Lutetium-177 PSMA therapy cannot be performed in the following situations:
- ECOG Capacity Scale (Eastern Joint Cancer Group) = 3 or 4 (unless Lu-177 PSMA therapy is aimed at relieving your symptoms))
- Presence of progressive and uncontrolled disease, including liver and kidney disease and infections
What is radionuclide therapy indicated for?
- an undoubted indication for Lu-177-PSMA therapy is hormone-resistant prostate cancer (castration resistance) in the presence of progression against the background of drug treatment;
- a clarifying method for predicting the effectiveness of treatment with Lutetium-177 PSMA is scintigraphy with GA-67 or F-18-PSMA (theranostics).
How is Lu-PSMA radionuclide therapy carried out at RRCRR?
- initial consultation to determine indications for radionuclide therapy is held in room 723 of the radiological building on Wednesdays from 10 am to 12 pm;
- if there are indications for treatment, as well as the possibility of being included in one or another protocol of clinical observation, the patient is hospitalized in the department of radionuclide therapy, and the date of hospitalization is reported at the end of the initial consultation;
- the restrictions when being in a closed mode can be found in detail on the Center’s website and in the patient’s memo;
- on the day of hospitalization, the radiopharmaceutical is administered intravenously using an infusion pump.
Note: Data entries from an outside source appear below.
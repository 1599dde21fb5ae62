//! Static membership — a fixed peer list for tests and non-clustered nodes.

use std::collections::HashSet;

use async_trait::async_trait;

use flotilla_core::Peer;

use crate::error::ClusterResult;
use crate::membership::Cluster;

#[derive(Debug, Clone)]
pub struct StaticCluster {
    local: Peer,
    peers: Vec<Peer>,
}

impl StaticCluster {
    /// Duplicate names keep their first occurrence.
    pub fn new(local: Peer, peers: Vec<Peer>) -> Self {
        let mut seen = HashSet::new();
        let peers = peers
            .into_iter()
            .filter(|p| seen.insert(p.name.clone()))
            .collect();
        Self { local, peers }
    }

    /// A fleet of one.
    pub fn single(local: Peer) -> Self {
        Self::new(local.clone(), vec![local])
    }
}

#[async_trait]
impl Cluster for StaticCluster {
    fn local(&self) -> Peer {
        self.local.clone()
    }

    fn members(&self) -> Vec<Peer> {
        self.peers.clone()
    }

    async fn shutdown(&self) -> ClusterResult<()> {
        Ok(())
    }
}

#[cfg(test)]
mod tests {
    use super::*;
    use std::net::SocketAddr;

    fn peer(name: &str, last: u8) -> Peer {
        Peer::new(name, SocketAddr::from(([10, 0, 0, last], 7946)))
    }

    #[test]
    fn duplicates_collapse() {
        let cluster = StaticCluster::new(peer("a", 1), vec![peer("a", 1), peer("b", 2), peer("a", 9)]);
        let members = cluster.members();
        assert_eq!(members.len(), 2);
        assert_eq!(members[0].addr.port(), 7946);
        assert_eq!(members[0].addr.ip().to_string(), "10.0.0.1");
    }

    #[tokio::test]
    async fn single_node_owns_everything() {
        let cluster = StaticCluster::single(peer("solo", 1));
        assert_eq!(cluster.get(b"anything").unwrap().name, "solo");
        assert_eq!(cluster.local_addr(), SocketAddr::from(([10, 0, 0, 1], 7946)));
        cluster.shutdown().await.unwrap();
        cluster.shutdown().await.unwrap();
        assert_eq!(cluster.members().len(), 1);
    }
}
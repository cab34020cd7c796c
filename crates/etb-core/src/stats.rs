//! Statistics aggregation over recorded expenses.
//!
//! The handlers collect a period and a set of category ids; this module turns
//! the user's expense history into per-category, per-currency totals. Text
//! rendering stays in the Telegram adapter so the output can be localized.

use std::collections::BTreeMap;

use chrono::{Days, Months, NaiveDate};
use serde::{Deserialize, Serialize};

use crate::domain::{Expense, ALL_CATEGORIES_ID};

/// Fixed aggregation periods, all ending today.
#[derive(Clone, Copy, Debug, PartialEq, Eq, Serialize, Deserialize)]
#[serde(rename_all = "snake_case")]
pub enum Period {
    Day,
    Week,
    Month,
    Year,
    All,
}

impl Period {
    /// Inclusive start of the period, relative to `today`. Month and year go
    /// back by calendar units, not fixed day counts.
    pub fn start_date(self, today: NaiveDate) -> NaiveDate {
        match self {
            Period::Day => today.checked_sub_days(Days::new(1)).unwrap_or(NaiveDate::MIN),
            Period::Week => today.checked_sub_days(Days::new(7)).unwrap_or(NaiveDate::MIN),
            Period::Month => today
                .checked_sub_months(Months::new(1))
                .unwrap_or(NaiveDate::MIN),
            Period::Year => today
                .checked_sub_months(Months::new(12))
                .unwrap_or(NaiveDate::MIN),
            Period::All => NaiveDate::MIN,
        }
    }

    pub fn bounds(self, today: NaiveDate) -> (NaiveDate, NaiveDate) {
        (self.start_date(today), today)
    }
}

/// A custom period is valid when both ends exist and do not cross.
pub fn is_custom_period_valid(start: NaiveDate, end: NaiveDate) -> bool {
    start <= end
}

/// Aggregated totals for one selected category.
#[derive(Clone, Debug, PartialEq)]
pub struct CategoryTotals {
    pub category_id: i32,
    pub category_name: String,
    /// Sum per currency; a user may record expenses in several currencies and
    /// those must never be added together.
    pub totals: BTreeMap<String, f64>,
}

impl CategoryTotals {
    pub fn is_empty(&self) -> bool {
        self.totals.is_empty()
    }
}

/// Filter `expenses` to `start ..= end` and sum them per selected category and
/// currency. The `ALL_CATEGORIES_ID` sentinel collects every expense in range
/// regardless of its category. Categories selected but without matching
/// expenses still yield an (empty) entry so the UI can render a "nothing
/// here" page for them.
pub fn aggregate_by_categories(
    expenses: &[Expense],
    selected: &BTreeMap<i32, String>,
    start: NaiveDate,
    end: NaiveDate,
) -> Vec<CategoryTotals> {
    let mut out: Vec<CategoryTotals> = selected
        .iter()
        .map(|(&id, name)| CategoryTotals {
            category_id: id,
            category_name: name.clone(),
            totals: BTreeMap::new(),
        })
        .collect();

    for expense in expenses {
        if expense.date < start || expense.date > end {
            continue;
        }
        for bucket in &mut out {
            if bucket.category_id == expense.category_id
                || bucket.category_id == ALL_CATEGORIES_ID
            {
                *bucket.totals.entry(expense.currency.clone()).or_insert(0.0) += expense.amount;
            }
        }
    }

    out
}

/// True when nothing at all matched the period, in which case the statistics
/// flow reports an error instead of a stack of empty pages.
pub fn all_empty(totals: &[CategoryTotals]) -> bool {
    totals.iter().all(CategoryTotals::is_empty)
}

#[cfg(test)]
mod tests {
    use super::*;

    fn date(y: i32, m: u32, d: u32) -> NaiveDate {
        NaiveDate::from_ymd_opt(y, m, d).unwrap()
    }

    fn expense(id: i32, category_id: i32, currency: &str, amount: f64, on: NaiveDate) -> Expense {
        Expense {
            id,
            name: format!("expense-{id}"),
            currency: currency.to_string(),
            amount,
            date: on,
            user_tg_id: 42,
            category_id,
        }
    }

    #[test]
    fn period_start_dates() {
        let today = date(2025, 3, 31);
        assert_eq!(Period::Day.start_date(today), date(2025, 3, 30));
        assert_eq!(Period::Week.start_date(today), date(2025, 3, 24));
        // Calendar month back from Mar 31 clamps to Feb 28.
        assert_eq!(Period::Month.start_date(today), date(2025, 2, 28));
        assert_eq!(Period::Year.start_date(today), date(2024, 3, 31));
        assert_eq!(Period::All.start_date(today), NaiveDate::MIN);
    }

    #[test]
    fn custom_period_validation() {
        assert!(is_custom_period_valid(date(2025, 1, 1), date(2025, 1, 1)));
        assert!(is_custom_period_valid(date(2025, 1, 1), date(2025, 2, 1)));
        assert!(!is_custom_period_valid(date(2025, 2, 2), date(2025, 2, 1)));
    }

    #[test]
    fn aggregates_per_category_and_currency() {
        let expenses = vec![
            expense(1, 1, "EUR", 10.0, date(2025, 3, 10)),
            expense(2, 1, "EUR", 2.5, date(2025, 3, 12)),
            expense(3, 1, "USD", 4.0, date(2025, 3, 12)),
            expense(4, 2, "EUR", 99.0, date(2025, 3, 15)),
        ];
        let mut selected = BTreeMap::new();
        selected.insert(1, "Food".to_string());

        let totals =
            aggregate_by_categories(&expenses, &selected, date(2025, 3, 1), date(2025, 3, 31));
        assert_eq!(totals.len(), 1);
        assert_eq!(totals[0].category_name, "Food");
        assert_eq!(totals[0].totals.get("EUR"), Some(&12.5));
        assert_eq!(totals[0].totals.get("USD"), Some(&4.0));
    }

    #[test]
    fn date_range_is_inclusive() {
        let expenses = vec![
            expense(1, 1, "EUR", 1.0, date(2025, 3, 1)),
            expense(2, 1, "EUR", 2.0, date(2025, 3, 31)),
            expense(3, 1, "EUR", 4.0, date(2025, 4, 1)),
        ];
        let mut selected = BTreeMap::new();
        selected.insert(1, "Food".to_string());

        let totals =
            aggregate_by_categories(&expenses, &selected, date(2025, 3, 1), date(2025, 3, 31));
        assert_eq!(totals[0].totals.get("EUR"), Some(&3.0));
    }

    #[test]
    fn all_categories_sentinel_collects_everything() {
        let expenses = vec![
            expense(1, 1, "EUR", 10.0, date(2025, 3, 10)),
            expense(2, 2, "EUR", 5.0, date(2025, 3, 11)),
        ];
        let mut selected = BTreeMap::new();
        selected.insert(ALL_CATEGORIES_ID, "all_categories".to_string());
        selected.insert(2, "Transport".to_string());

        let totals =
            aggregate_by_categories(&expenses, &selected, date(2025, 3, 1), date(2025, 3, 31));
        let all = totals
            .iter()
            .find(|t| t.category_id == ALL_CATEGORIES_ID)
            .unwrap();
        assert_eq!(all.totals.get("EUR"), Some(&15.0));
        let transport = totals.iter().find(|t| t.category_id == 2).unwrap();
        assert_eq!(transport.totals.get("EUR"), Some(&5.0));
    }

    #[test]
    fn selected_category_without_expenses_yields_empty_bucket() {
        let expenses = vec![expense(1, 1, "EUR", 10.0, date(2025, 3, 10))];
        let mut selected = BTreeMap::new();
        selected.insert(9, "Travel".to_string());

        let totals =
            aggregate_by_categories(&expenses, &selected, date(2025, 3, 1), date(2025, 3, 31));
        assert_eq!(totals.len(), 1);
        assert!(totals[0].is_empty());
        assert!(all_empty(&totals));
    }
}
use chrono::NaiveDate;
use serde::{Deserialize, Serialize};

/// Telegram chat id (numeric). Private chats share the value with the user id.
#[derive(Clone, Copy, Debug, PartialEq, Eq, Hash, Serialize, Deserialize)]
pub struct ChatId(pub i64);

/// Sentinel category id meaning "every category" in statistics selection.
pub const ALL_CATEGORIES_ID: i32 = -1;

/// Per-user preferences, one row per registered user.
#[derive(Clone, Debug, PartialEq, Eq)]
pub struct UserConfig {
    pub tg_id: i64,
    pub language: String,
    pub currency: String,
}

/// A user-defined expense category.
#[derive(Clone, Debug, PartialEq, Eq)]
pub struct Category {
    pub id: i32,
    pub name: String,
}

/// A single recorded expense.
#[derive(Clone, Debug, PartialEq)]
pub struct Expense {
    pub id: i32,
    pub name: String,
    pub currency: String,
    pub amount: f64,
    pub date: NaiveDate,
    pub user_tg_id: i64,
    pub category_id: i32,
}

/// Everything needed to register a user atomically: the id, the preferences
/// picked during the registration dialog, and the initial category names.
#[derive(Clone, Debug)]
pub struct NewUser {
    pub tg_id: i64,
    pub language: String,
    pub currency: String,
    pub categories: Vec<String>,
}

/// A new expense as collected by the add-expense dialog.
#[derive(Clone, Debug)]
pub struct NewExpense {
    pub name: String,
    pub currency: String,
    pub amount: f64,
    pub date: NaiveDate,
    pub user_tg_id: i64,
    pub category_id: i32,
}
Further, the patient is monitored using video communication;
- two days later, control dosimetry is performed; if the radiation power from the body is less than the maximum allowable, the patient is discharged from a closed hospital.
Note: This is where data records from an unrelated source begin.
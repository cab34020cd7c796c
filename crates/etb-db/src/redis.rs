//! Redis-backed `DialogStore`.
//!
//! One key per chat, value is the JSON-serialized `DialogState`. No TTL: a
//! dialog survives until it finishes, is cancelled, or the bot restarts and
//! wipes all of them.

use async_trait::async_trait;
use deadpool_redis::{Config, Pool, Runtime};
use redis::AsyncCommands;
use tracing::info;

use etb_core::dialog::DialogState;
use etb_core::domain::ChatId;
use etb_core::ports::DialogStore;
use etb_core::{Error, Result};

const KEY_PREFIX: &str = "fsm:";

fn key(chat_id: ChatId) -> String {
    format!("{KEY_PREFIX}{}", chat_id.0)
}

fn map_pool(err: deadpool_redis::PoolError) -> Error {
    Error::Storage(err.to_string())
}

fn map_redis(err: redis::RedisError) -> Error {
    Error::Storage(err.to_string())
}

pub struct RedisDialogStore {
    pool: Pool,
}

impl RedisDialogStore {
    pub fn connect(redis_url: &str) -> Result<Self> {
        let cfg = Config::from_url(redis_url);
        let pool = cfg
            .create_pool(Some(Runtime::Tokio1))
            .map_err(|e| Error::Storage(e.to_string()))?;
        Ok(Self { pool })
    }
}

#[async_trait]
impl DialogStore for RedisDialogStore {
    /// Missing or unreadable state loads as the default (main menu). An
    /// unreadable value can only mean a state layout change between releases,
    /// and restarting the dialog is the right response to that.
    async fn load(&self, chat_id: ChatId) -> Result<DialogState> {
        let mut conn = self.pool.get().await.map_err(map_pool)?;
        let raw: Option<String> = conn.get(key(chat_id)).await.map_err(map_redis)?;
        Ok(raw
            .and_then(|json| serde_json::from_str(&json).ok())
            .unwrap_or_default())
    }

    async fn save(&self, chat_id: ChatId, state: &DialogState) -> Result<()> {
        let mut conn = self.pool.get().await.map_err(map_pool)?;
        let json = serde_json::to_string(state)?;
        let _: () = conn.set(key(chat_id), json).await.map_err(map_redis)?;
        Ok(())
    }

    async fn clear(&self, chat_id: ChatId) -> Result<()> {
        let mut conn = self.pool.get().await.map_err(map_pool)?;
        let _: () = conn.del(key(chat_id)).await.map_err(map_redis)?;
        Ok(())
    }

    /// Drop every stored dialog. Run at startup so a redeploy never leaves
    /// chats stuck in a state the new code no longer knows.
    async fn clear_all(&self) -> Result<()> {
        let mut conn = self.pool.get().await.map_err(map_pool)?;
        let keys: Vec<String> = {
            let mut iter = conn
                .scan_match::<_, String>(format!("{KEY_PREFIX}*"))
                .await
                .map_err(map_redis)?;
            let mut keys = Vec::new();
            while let Some(k) = iter.next_item().await {
                keys.push(k);
            }
            keys
        };
        if !keys.is_empty() {
            info!(count = keys.len(), "clearing stored dialog states");
            let _: () = conn.del(keys).await.map_err(map_redis)?;
        }
        Ok(())
    }
}
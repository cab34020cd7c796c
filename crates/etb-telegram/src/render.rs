//! Text rendering for statistics pages.

use fluent_bundle::FluentArgs;

use etb_core::i18n::Localizer;
use etb_core::stats::CategoryTotals;

/// Format an amount the way it is shown in chat: two decimals at most,
/// trailing zeros dropped.
pub fn format_amount(amount: f64) -> String {
    let rendered = format!("{amount:.2}");
    rendered
        .trim_end_matches('0')
        .trim_end_matches('.')
        .to_string()
}

/// One chat message per selected category. A category without matching
/// expenses still gets a page saying so, so the page count always matches
/// the selection.
pub fn statistics_pages(
    l10n: &Localizer,
    locale: &str,
    totals: &[CategoryTotals],
) -> Vec<String> {
    totals
        .iter()
        .map(|bucket| {
            if bucket.is_empty() {
                let mut args = FluentArgs::new();
                args.set("category_name", bucket.category_name.as_str());
                return l10n.msg_args(locale, "ERROR_NO_EXPENSES_PAGE_MESSAGE", &args);
            }

            let sums: Vec<String> = bucket
                .totals
                .iter()
                .map(|(currency, amount)| {
                    let mut args = FluentArgs::new();
                    args.set("amount", format_amount(*amount));
                    args.set("currency", currency.as_str());
                    l10n.msg_args(locale, "CUSTOM_STATISTICS_CURRENCY_SUM", &args)
                })
                .collect();

            let mut args = FluentArgs::new();
            args.set("category_name", bucket.category_name.as_str());
            args.set("total_expenses", sums.join("\n"));
            l10n.msg_args(locale, "CUSTOM_STATISTICS_PAGE", &args)
        })
        .collect()
}

#[cfg(test)]
mod tests {
    use std::collections::BTreeMap;

    use super::*;

    fn l10n() -> Localizer {
        Localizer::new("en").unwrap()
    }

    #[test]
    fn amounts_drop_trailing_zeros() {
        assert_eq!(format_amount(12.0), "12");
        assert_eq!(format_amount(12.5), "12.5");
        assert_eq!(format_amount(12.505), "12.51");
        assert_eq!(format_amount(0.1 + 0.2), "0.3");
    }

    #[test]
    fn page_lists_every_currency() {
        let mut totals = BTreeMap::new();
        totals.insert("EUR".to_string(), 12.5);
        totals.insert("USD".to_string(), 3.0);
        let bucket = CategoryTotals {
            category_id: 1,
            category_name: "Food".to_string(),
            totals,
        };

        let pages = statistics_pages(&l10n(), "en", &[bucket]);
        assert_eq!(pages.len(), 1);
        assert!(pages[0].contains("Food"));
        assert!(pages[0].contains("12.5 EUR"));
        assert!(pages[0].contains("3 USD"));
    }

    #[test]
    fn empty_bucket_renders_a_page_too() {
        let bucket = CategoryTotals {
            category_id: 9,
            category_name: "Travel".to_string(),
            totals: BTreeMap::new(),
        };
        let pages = statistics_pages(&l10n(), "en", &[bucket]);
        assert_eq!(pages.len(), 1);
        assert!(pages[0].contains("Travel"));
        assert!(pages[0].contains("No expenses"));
    }
}
//! `/start` and main-menu routing.

use etb_core::dialog::DialogState;
use etb_core::Result;

use crate::keyboards;

use super::{expense, registration, settings, statistics, Ctx};

/// `/start`: registered users get the menu, new users enter registration.
pub async fn handle_start(ctx: &Ctx) -> Result<()> {
    match ctx.state.store.user_config(ctx.user_id).await {
        Ok(_) => ctx.back_to_menu().await,
        Err(e) if e.is_not_found() => {
            ctx.set_state(&DialogState::RegisterLanguage).await?;
            ctx.send("REGISTRATION_REQUIRED").await;
            registration::ask_language(ctx).await;
            Ok(())
        }
        Err(e) => Err(e),
    }
}

/// A main-menu button press while no flow is active.
pub async fn on_menu_choice(ctx: &Ctx, text: &str) -> Result<()> {
    if ctx.is_button(text, "ADD_EXPENSE_BUTTON") {
        return expense::begin(ctx).await;
    }
    if ctx.is_button(text, "SHOW_EXPENSES_BUTTON") {
        return statistics::begin(ctx).await;
    }
    if ctx.is_button(text, "SETTINGS_MENU_BUTTON") {
        return settings::begin(ctx).await;
    }

    // Unregistered users have no menu yet; anything they type leads into
    // registration.
    if let Err(e) = ctx.state.store.user_config(ctx.user_id).await {
        if e.is_not_found() {
            return handle_start(ctx).await;
        }
        return Err(e);
    }

    ctx.send_kb(
        "COMMAND_NOT_RECOGNIZED",
        keyboards::main_menu(&ctx.state.l10n, &ctx.locale),
    )
    .await;
    Ok(())
}
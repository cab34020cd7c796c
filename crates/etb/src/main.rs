use std::sync::Arc;

use clap::Parser;
use tracing::info;

use etb_core::config::Config;
use etb_core::i18n::Localizer;
use etb_db::{PgExpenseStore, RedisDialogStore};

/// Telegram expense tracker bot.
#[derive(Parser, Debug)]
#[command(name = "etb", version)]
struct Cli {
    /// Create the database tables if they do not exist, then start.
    #[arg(long)]
    init_db: bool,

    /// Drop and recreate the database tables, then start. Destroys all data.
    #[arg(long, conflicts_with = "init_db")]
    reset_db: bool,
}

#[tokio::main]
async fn main() -> Result<(), etb_core::Error> {
    let cli = Cli::parse();

    etb_core::logging::init("etb");

    let cfg = Arc::new(Config::load()?);
    let l10n = Arc::new(Localizer::new(&cfg.default_locale)?);

    let store = PgExpenseStore::connect(&cfg.database_url()).await?;
    if cli.reset_db {
        store.reset_schema().await?;
    } else if cli.init_db {
        store.init_schema().await?;
    }

    let dialogs = RedisDialogStore::connect(&cfg.redis_url())?;

    info!("starting long polling");
    etb_telegram::run_polling(cfg, l10n, Arc::new(store), Arc::new(dialogs))
        .await
        .map_err(|e| etb_core::Error::External(format!("telegram bot failed: {e}")))?;

    Ok(())
}
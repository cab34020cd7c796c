use tracing_subscriber::{fmt, EnvFilter};

/// Initialize logging/tracing for the bot.
///
/// Default: info for our crates, warn for everything else. Can be overridden
/// with `RUST_LOG`.
pub fn init(service_name: &str) {
    let filter = EnvFilter::try_from_default_env().unwrap_or_else(|_| {
        EnvFilter::new(format!(
            "warn,etb=info,etb_core=info,etb_db=info,etb_telegram=info,{service_name}=info"
        ))
    });

    fmt()
        .with_env_filter(filter)
        .with_target(false)
        .with_ansi(true)
        .init();
}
- Possible complications: typical complications are nausea, rarely – vomiting, and dry mouth in the next few hours after the administration of the radiopharmaceutical. It is also possible a temporary deterioration in hematopoiesis.
Advantages of Lu-PSMA radionuclide therapy over other methods of treatment of patients with metastases of castration-resistant prostate cancer:
- Anticancer drugs: (doxytaxel, cabazitaxel), Androgen synthesis inhibitors, androgen receptor blockers (abiraterone, enzalutamide). An increase in overall survival during radionuclide therapy with lutetium-PSMA by 1.3 times; adverse events are not severe and occur 6.3 times less frequently. At the same time, since the use of Lu-PSMA in some countries is just beginning, the indications for its use are temporarily narrowed down to cases of disease progression against the background of pharmacotherapy.
- Remote beam radiation therapy: unlike external radiation, in treating radioactive lutetium, there is no limit on the number of irradiated metastases, and multiple applications are possible. Healthy tissues are practically not irradiated (about 1 mm around the tumor), which practically does not lead to classical radiation reactions.
- Radionuclide therapy with radium-223 (Xofigo), Samarium-153, and Strontium-89 is an effective way of long-term treatment of bone pain. However, only the superficial part of the bone metastasis is exposed to the radiopharmaceutical, where there is a protective growth of bone tissue. Unlike the listed “bone” (osteotropic) radiopharmaceuticals, lutetium-PSMA is equally effective in both bone and lung lesions and in metastases to the lymph nodes. The response rate to treatment is up to 60% (almost 5 times more likely) than with radioactive samarium, strontium or radium.